All Hail the Category-Kings

Two cases:

Snapchat’s latest big redesign is really, really unpopular. Remarkably, a million people have signed a petition calling on the company to roll back the change, which separates branded content—including that from celebrities and “influencers”—from regular people’s updates. Snapchat says the change was important in order to combat fake news, but users say the new app is difficult to use (Fortune/BBC)

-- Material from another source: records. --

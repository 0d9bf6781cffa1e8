use crate::catalog::CatalogError;
use crate::db::repository::RepoError;
use shared::error::{AppError, ErrorCode};
use thiserror::Error;

/// Order ledger errors
#[derive(Debug, Error)]
pub enum LedgerError {
    #[error("Order not found: {0}")]
    OrderNotFound(String),

    #[error("{0}")]
    Validation(AppError),

    #[error("Insufficient stock for {product}. Available: {available}")]
    InsufficientStock {
        product_id: i64,
        product: String,
        available: i64,
        requested: i64,
    },

    #[error("Product is not available: {product}")]
    ProductUnavailable { product_id: i64, product: String },

    #[error("Order already submitted as {0}")]
    DuplicateSubmission(String),

    #[error("Transient store error: {0}")]
    Transient(String),

    #[error("Repository error: {0}")]
    Repo(#[from] RepoError),
}

impl From<CatalogError> for LedgerError {
    fn from(err: CatalogError) -> Self {
        match err {
            CatalogError::InsufficientStock {
                product_id,
                name,
                available,
                requested,
            } => LedgerError::InsufficientStock {
                product_id,
                product: name,
                available,
                requested,
            },
            CatalogError::NotFound(id) => LedgerError::Validation(
                AppError::validation(format!("Product {id} not found"))
                    .with_detail("product_id", id),
            ),
            CatalogError::Invalid(app) => LedgerError::Validation(app),
            CatalogError::Repo(repo) => LedgerError::Repo(repo),
        }
    }
}

impl From<sqlx::Error> for LedgerError {
    fn from(err: sqlx::Error) -> Self {
        LedgerError::Repo(err.into())
    }
}

impl From<LedgerError> for AppError {
    fn from(err: LedgerError) -> Self {
        let message = err.to_string();
        match err {
            LedgerError::OrderNotFound(reference) => {
                AppError::with_message(ErrorCode::OrderNotFound, message)
                    .with_detail("order", reference)
            }
            LedgerError::Validation(app) => app,
            LedgerError::InsufficientStock {
                product_id,
                product,
                available,
                requested,
            } => AppError::with_message(ErrorCode::ProductOutOfStock, message)
                .with_detail("product_id", product_id)
                .with_detail("product", product)
                .with_detail("available", available)
                .with_detail("requested", requested),
            LedgerError::ProductUnavailable {
                product_id,
                product,
            } => AppError::with_message(ErrorCode::ProductUnavailable, message)
                .with_detail("product_id", product_id)
                .with_detail("product", product),
            LedgerError::DuplicateSubmission(number) => {
                AppError::with_message(ErrorCode::OrderDuplicateSubmission, message)
                    .with_detail("order_number", number)
            }
            LedgerError::Transient(reason) => {
                tracing::warn!(reason = %reason, "Transient store error");
                AppError::busy("The store is busy, please retry")
            }
            LedgerError::Repo(repo) => repo.into(),
        }
    }
}

pub type LedgerResult<T> = Result<T, LedgerError>;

Facebook said it would prioritize local news. In yet another announcement about its News Feed, the company said users will see more posts from local sources “so that you can see topics that have a direct impact on you and your community and discover what’s happening in your local area,” as part of its ongoing efforts to “prioritize high-quality news.” (Quartz/Fortune)

Discussions

Starting with Facebook, I am not really sure it is its decision to make when it comes to contents for users: local vs. nationwide vs international. There is no correlation, in my opinion, between local news and high quality contents. Also, there is no reason why everyone should care for local news. In America, it is more significant unlike Nigeria where we do not have local news. Guardian is not local news; local news would have been a newspaper from your village or local government.

Now SnapChat has got one million people asking it to revert to old design. Yet, the company is saying it has made up its mind on what it wants to do. It is like, there is nothing you can do about it: get used to our new design.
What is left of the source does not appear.